Was Shakespeare A Woman?

Rehearsals are well underway now! 🎶
Here is a little video from our first rehearsal. Lachie is already bringing Touchstone to life!
You don’t want to miss this one!
‘I Am Emilia Bassano’ is playing at the Justin Art House Museum in Prahran between the 13th – 21st of August 2022.
Book your tickets and unmask the truth at bit.ly/iamemiliabassanotickets

‘I Am Emilia Bassano’ tells the tale of the ‘Dark Lady of Sonnets’, Emilia Bassano, a Jewish daughter of Moroccan descent who became one of the first published female poets. Accompanied by her jester sidekick and best friend Touchstone, Emilia makes the outrageous claim that she is the author of Shakespeare’s plays. Is she?
‘I Am Emilia Bassano’ is playing at the Justin Art House Museum in Prahran between the 13th – 21st of August 2022.
To book your tickets and unmask the truth visit bit.ly/iamemiliabassanotickets

Meet John!

John Warszawski is an Australian playwright based in Melbourne. Born in Paris, France 1946 to parents who had arrived as orphaned refugees from war and holocaust. At the age of 3 he moved to Melbourne which he has since called home.

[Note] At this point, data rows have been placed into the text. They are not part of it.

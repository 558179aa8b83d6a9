//! Application services: use-case implementations.

pub mod device_proxy;
pub mod device_registry;
//! Console command tokens.

use std::fmt;
use std::str::FromStr;

/// A command accepted at the top-level prompt.
#[derive(Debug, Clone, Copy, PartialEq, Eq)]
pub enum Command {
    AddDevice,
    ControlDevice,
    ShowStatus,
    RemoveDevice,
    SetTemperature,
    UpdateStatus,
    Help,
    Exit,
}

impl Command {
    pub const ALL: [Self; 8] = [
        Self::AddDevice,
        Self::ControlDevice,
        Self::ShowStatus,
        Self::RemoveDevice,
        Self::SetTemperature,
        Self::UpdateStatus,
        Self::Help,
        Self::Exit,
    ];

    /// The token typed at the prompt.
    #[must_use]
    pub fn token(self) -> &'static str {
        match self {
            Self::AddDevice => "addDevice",
            Self::ControlDevice => "controlDevice",
            Self::ShowStatus => "showStatus",
            Self::RemoveDevice => "removeDevice",
            Self::SetTemperature => "setTemperature",
            Self::UpdateStatus => "updateStatus",
            Self::Help => "help",
            Self::Exit => "exit",
        }
    }

    #[must_use]
    pub fn summary(self) -> &'static str {
        match self {
            Self::AddDevice => "register a new light, thermostat or door",
            Self::ControlDevice => "turn a device on or off",
            Self::ShowStatus => "list every device and its status",
            Self::RemoveDevice => "unregister a device",
            Self::SetTemperature => "change a thermostat's target temperature",
            Self::UpdateStatus => "record a status reported by the device itself",
            Self::Help => "show this list",
            Self::Exit => "quit",
        }
    }
}

impl fmt::Display for Command {
    fn fmt(&self, f: &mut fmt::Formatter<'_>) -> fmt::Result {
        f.write_str(self.token())
    }
}

/// The line did not match any [`Command`] token.
#[derive(Debug, Clone, PartialEq, Eq, thiserror::Error)]
#[error("Unknown command: {0}")]
pub struct UnknownCommand(pub String);

impl FromStr for Command {
    type Err = UnknownCommand;

    fn from_str(s: &str) -> Result<Self, Self::Err> {
        let token = s.trim();
        Self::ALL
            .into_iter()
            .find(|command| command.token().eq_ignore_ascii_case(token))
            .ok_or_else(|| UnknownCommand(token.to_string()))
    }
}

John graduated from Monash University with a degree in Economics and Politics but worked as a carpenter and furniture maker. At the age 39 – 41 he completed a dramatic writing degree at the Victorian College of the Arts and wrote “Charlotte: Life or Theatre”which had a season at the Grant Street theatre, “The Last Nurse Graduation” he wrote and co-produced for an audience of 2500 past and present nurse graduates of Prince Henry’s Hospital, wrote and performed Wasserman and Brenner at Kadimah, “Herbert House” and “From Simche Bayevsky to Sydney Myers”, Co-directed “Nign” to a packed Palais. He Translated “The Sneeze” from Yiddish.

John maintained his carpentery career until the age of seventy two when he read an article in The Atlantic Monthly “Was Shakespeare a Woman?”. This prompted him to research and write his new play, “I Am Emilia Bassano”.

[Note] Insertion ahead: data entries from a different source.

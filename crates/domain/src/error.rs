//! Common error types used across the workspace.
//!
//! Every error here is recoverable: the console adapter prints it and keeps
//! reading commands.

use crate::device::Category;
use crate::id::DeviceId;

/// Top-level error for every device-control operation.
#[derive(Debug, thiserror::Error, PartialEq, Eq)]
pub enum SmartHomeError {
    /// The category tag does not name a known device kind.
    #[error("unknown device category: {0}")]
    UnknownCategory(String),

    /// The action is neither `on` nor `off`.
    #[error("invalid action: {0}")]
    InvalidAction(String),

    /// No device is registered under this id.
    #[error("device not found: {0}")]
    DeviceNotFound(DeviceId),

    /// A device is already registered under this id.
    #[error("device {0} is already registered")]
    DuplicateId(DeviceId),

    /// The operation does not apply to this kind of device.
    #[error("{category} does not support {operation}")]
    Unsupported {
        category: Category,
        operation: &'static str,
    },

    /// Malformed or out-of-range user input.
    #[error("invalid input: {0}")]
    InvalidInput(#[from] ValidationError),
}

/// Domain invariant violations on user-supplied values.
#[derive(Debug, thiserror::Error, PartialEq, Eq)]
pub enum ValidationError {
    #[error("device id must not be empty")]
    EmptyId,

    #[error("status must not be empty")]
    EmptyStatus,

    #[error("a thermostat requires an initial temperature")]
    MissingTemperature,

    #[error("temperature {0:?} is not a whole number")]
    InvalidTemperature(String),

    #[error("temperature {value} is outside {min}..={max}")]
    TemperatureOutOfRange { value: i32, min: i32, max: i32 },
}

John wonders if the history of his own life produced a particular kind of concern with injustices of history, perpetrated by the mainstream, but lived individually. He believes these never entirely go away. There is no more emblematic and relevant example of this than John’s own play, ‘I am Emilia Bassano.’

‘I Am Emilia Bassano’ is playing at the Justin Art House Museum in Prahran between the 13th – 21st of August 2022.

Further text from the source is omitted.